Here's a short recursive one that takes N arrays.
function permuteArrays(first, next, ...rest) {
if (rest.length) next = permuteArrays(next, ...rest);
return first.flatMap(a => next.map(b => [a, b].flat()));
}
Or with reduce (slight enhancement of Penny Liu's):
function multiply(a, b) {
return a.flatMap(c => b.map(d => [c, d].flat()));
}
[['a', 'b', 'c'], ['+', '-'], [1, 2, 3]].reduce(multiply);
Runnable example:
function permuteArrays(first, next, ...rest) {
if (rest.length) next = permuteArrays(next, ...rest);
return first.flatMap(a => next.map(b => [a, b].flat()));
}
const squish = arr => arr.join('');
console.log(
permuteArrays(['A', 'B', 'C'], ['+', '-', '×', '÷'], [1, 2]).map(squish),
permuteArrays(['a', 'b', 'c'], [1, 2, 3]).map(squish),
permuteArrays([['a', 'foo'], 'b'], [1, 2]).map(squish),
permuteArrays(['a', 'b', 'c'], [1, 2, 3], ['foo', 'bar', 'baz']).map(squish),
)
I had a similar requirement, but I needed get all combinations of the keys of an object so that I could split it into multiple objects. For example, I needed to convert the following;
{ key1: [value1, value2], key2: [value3, value4] }
into the following 4 objects
{ key1: value1, key2: value3 }
{ key1: value1, key2: value4 }
{ key1: value2, key2: value3 }
{ key1: value2, key2: value4 }
I solved this with an entry function splitToMultipleKeys and a recursive function spreadKeys;
function spreadKeys(master, objects) {
const masterKeys = Object.keys(master);
const nextKey = masterKeys.pop();
const nextValue = master[nextKey];
const newObjects = [];
for (const value of nextValue) {
for (const ob of objects) {
const newObject = Object.assign({ [nextKey]: value }, ob);
newObjects.push(newObject);
}
}
if (masterKeys.length === 0) {
return newObjects;
}
const masterClone = Object.assign({}, master);
delete masterClone[nextKey];
return spreadKeys(masterClone, newObjects);
}
export function splitToMultipleKeys(key) {
const objects = [{}];
return spreadKeys(key, objects);
}
one more:
const buildCombinations = (allGroups: string[][]) => {
const indexInArray = new Array(allGroups.length);
indexInArray.fill(0);
let arrayIndex = 0;
const resultArray: string[] = [];
while (allGroups[arrayIndex]) {
let str = "";
allGroups.forEach((g, index) => {
str += g[indexInArray[index]];
});
resultArray.push(str);
// if not last item in array already, switch index to next item in array
if (indexInArray[arrayIndex] < allGroups[arrayIndex].length - 1) {
indexInArray[arrayIndex] += 1;
} else {
// set item index for the next array
indexInArray[arrayIndex] = 0;
arrayIndex += 1;
// exclude arrays with 1 element
while (allGroups[arrayIndex] && allGroups[arrayIndex].length === 1) {
arrayIndex += 1;
}
indexInArray[arrayIndex] = 1;
}
}
return resultArray;
};
One example:
const testArrays = [["a","b"],["c"],["d","e","f"]]
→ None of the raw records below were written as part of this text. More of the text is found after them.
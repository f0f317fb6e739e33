//! This module contains the code to read and write the OOB header carried by every page of a
//! reserved-area record.
//!
//! The first 8 bytes follow the boot ROM's format: a 4-byte region magic, a little-endian 16-bit
//! erase count, and a little-endian 16-bit word holding a 15-bit timestamp plus a flag in the top
//! bit marking the last page of a record. A little-endian 32-bit record length follows, so a read
//! can return exactly the bytes that were written.

use deku::prelude::*;
use thiserror::Error;

/// Size of the boot ROM's part of the header
pub const OOB_HEADER_LEN: usize = 8;

/// Size of the whole header including the record-length trailer
pub const OOB_RECORD_LEN: usize = OOB_HEADER_LEN + 4;

/// Timestamps live in the low 15 bits of the stamp word
pub const TIMESTAMP_MASK: u16 = 0x7FFF;

const TAIL_FLAG: u16 = 0x8000;

/// Erased flash reads back as all ones, so an erase count of 0xFFFF means "unknown"
const ERASED_EC: u16 = 0xFFFF;

/// The raw, on-flash form of the header
#[derive(Debug, PartialEq, DekuRead, DekuWrite)]
#[deku(endian = "little")]
struct RawOob {
    magic: [u8; 4],
    ec: u16,
    stamp: u16,
    len: u32,
}

/// This represents the fields of a record page header
///
/// This is meant to be more ergonomic to work with than RawOob, which represents the raw data
#[derive(Debug, Default, Eq, PartialEq, Copy, Clone)]
pub struct OobHeader {
    pub magic: [u8; 4],
    pub erase_count: u16,

    /// 15-bit wrapping counter, see [is_newer]
    pub timestamp: u16,

    /// Set on the last page of a record
    pub tail: bool,

    /// Length in bytes of the whole record this page belongs to
    pub record_len: u32,
}

impl OobHeader {
    pub fn new(magic: [u8; 4], erase_count: u16, timestamp: u16) -> Self {
        Self {
            magic,
            erase_count,
            timestamp: timestamp & TIMESTAMP_MASK,
            ..Default::default()
        }
    }

    pub fn tail(mut self, tail: bool) -> Self {
        self.tail = tail;
        self
    }

    pub fn record_len(mut self, len: u32) -> Self {
        self.record_len = len;
        self
    }

    /// The erase count, with the erased pattern read as zero
    pub fn known_erase_count(&self) -> u16 {
        match self.erase_count {
            ERASED_EC => 0,
            ec => ec,
        }
    }
}

impl From<RawOob> for OobHeader {
    fn from(value: RawOob) -> Self {
        let RawOob {
            magic,
            ec,
            stamp,
            len,
        } = value;

        Self {
            magic,
            erase_count: ec,
            timestamp: stamp & TIMESTAMP_MASK,
            tail: stamp & TAIL_FLAG != 0,
            record_len: len,
        }
    }
}

impl From<OobHeader> for RawOob {
    fn from(value: OobHeader) -> Self {
        let OobHeader {
            magic,
            erase_count,
            timestamp,
            tail,
            record_len,
        } = value;

        let tail = if tail { TAIL_FLAG } else { 0 };
        Self {
            magic,
            ec: erase_count,
            stamp: (timestamp & TIMESTAMP_MASK) | tail,
            len: record_len,
        }
    }
}

/// The OOB area handed to the codec is too short to hold a header at the configured offset
#[derive(Debug, Error, Eq, PartialEq)]
#[error("{len}-byte OOB area cannot hold a record header at offset {offset}")]
pub struct CorruptHeader {
    pub len: usize,
    pub offset: usize,
}

/// Turns record pages into (data, OOB) pairs for programming, and back
#[derive(Debug, Copy, Clone)]
pub struct RecordCodec {
    page_size: usize,
    oob_offset: usize,
}

impl RecordCodec {
    pub fn new(page_size: usize, oob_offset: usize) -> Self {
        Self {
            page_size,
            oob_offset,
        }
    }

    /// Build the data and OOB buffers for one page. `payload` is zero-padded to the page size;
    /// the OOB bytes ahead of the header are left erased.
    pub fn encode(&self, header: OobHeader, payload: &[u8]) -> (Vec<u8>, Vec<u8>) {
        let mut data = vec![0u8; self.page_size];
        let len = payload.len().min(self.page_size);
        data[..len].copy_from_slice(&payload[..len]);

        let mut oob = vec![0xFFu8; self.oob_offset];
        let raw = RawOob::from(header)
            .to_bytes()
            .expect("fixed-width header always serializes");
        oob.extend_from_slice(&raw);

        (data, oob)
    }

    /// Pull the header out of a page's OOB bytes
    pub fn decode(&self, oob: &[u8]) -> Result<OobHeader, CorruptHeader> {
        let corrupt = || CorruptHeader {
            len: oob.len(),
            offset: self.oob_offset,
        };

        let bytes = oob
            .get(self.oob_offset..self.oob_offset + OOB_RECORD_LEN)
            .ok_or_else(corrupt)?;
        let (_, raw) = RawOob::from_bytes((bytes, 0)).map_err(|_| corrupt())?;

        Ok(raw.into())
    }
}

/// Is timestamp `a` newer than `b`, allowing for the counter wrapping around?
///
/// Two timestamps compare as serial numbers: `a` is newer when it is ahead of `b` by less than
/// half the counter range.
pub fn is_newer(a: u16, b: u16) -> bool {
    let distance = a.wrapping_sub(b) & TIMESTAMP_MASK;
    distance != 0 && distance < 0x4000
}

/// The timestamp that follows `ts`
pub fn next_timestamp(ts: u16) -> u16 {
    ts.wrapping_add(1) & TIMESTAMP_MASK
}

#[test]
fn test_header_bytes() -> anyhow::Result<()> {
    let codec = RecordCodec::new(16, 2);
    let header = OobHeader::new(*b"nenv", 0x0102, 0x0304)
        .tail(true)
        .record_len(0x11223344);

    let (data, oob) = codec.encode(header, b"hello");
    assert_eq!(data, b"hello\0\0\0\0\0\0\0\0\0\0\0");
    assert_eq!(
        oob,
        [
            0xFF, 0xFF, b'n', b'e', b'n', b'v', 0x02, 0x01, 0x04, 0x83, 0x44, 0x33, 0x22, 0x11
        ]
    );

    assert_eq!(codec.decode(&oob)?, header);
    Ok(())
}

#[test]
fn test_header_erased() -> anyhow::Result<()> {
    let codec = RecordCodec::new(16, 0);
    let header = codec.decode(&[0xFF; 16])?;

    assert_eq!(header.magic, [0xFF; 4]);
    assert!(header.tail);
    assert_eq!(header.timestamp, TIMESTAMP_MASK);
    assert_eq!(header.known_erase_count(), 0);

    assert_eq!(
        codec.decode(&[0xFF; 8]),
        Err(CorruptHeader { len: 8, offset: 0 })
    );
    Ok(())
}

#[test]
fn test_timestamp_order() {
    assert!(is_newer(1, 0));
    assert!(!is_newer(0, 1));
    assert!(!is_newer(5, 5));
    assert!(is_newer(0, 0x7FFF));
    assert!(is_newer(2, 0x7FF0));
    assert!(!is_newer(0x7FF0, 2));
    assert_eq!(next_timestamp(0x7FFF), 0);
    assert_eq!(next_timestamp(41), 42);
}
const result = buildCombinations(testArrays)
// -> ["acd","bcd","ace","acf"]
My version of the solution by John D. Aynedjian, which I rewrote for my own understanding.
console.log(getPermutations([["A","B","C"],["1","2","3"]]));
function getPermutations(arrayOfArrays)
{
let permutations=[];
let remainder,permutation;
let permutationCount=1;
let placeValue=1;
let placeValues=new Array(arrayOfArrays.length);
for(let i=arrayOfArrays.length-1;i>=0;i--)
{
placeValues[i]=placeValue;
placeValue*=arrayOfArrays[i].length;
}
permutationCount=placeValue;
for(let i=0;i<permutationCount;i++)
{
remainder=i;
permutation=[];
for(let j=0;j<arrayOfArrays.length;j++)
{
permutation[j]=arrayOfArrays[j][Math.floor(remainder/placeValues[j])];
remainder=remainder%placeValues[j];
}
permutations.push(permutation.reduce((prev,curr)=>prev+curr,"")); }
return permutations;
}
First express arrays as array of arrays:
arrayOfArrays=[["A","B","C"],["a","b","c","d"],["1","2"]];
Next work out the number of permuations in the solution by multiplying the number of elements in each array by each other:
//["A","B","C"].length*["a","b","c","d"].length*["1","2"].length //24 permuations
Then give each array a place value, starting with the last:
//["1","2"] place value 1
//["a","b","c","d"] place value 2 (each one of these letters has 2 possibilities to the right i.e. 1 and 2)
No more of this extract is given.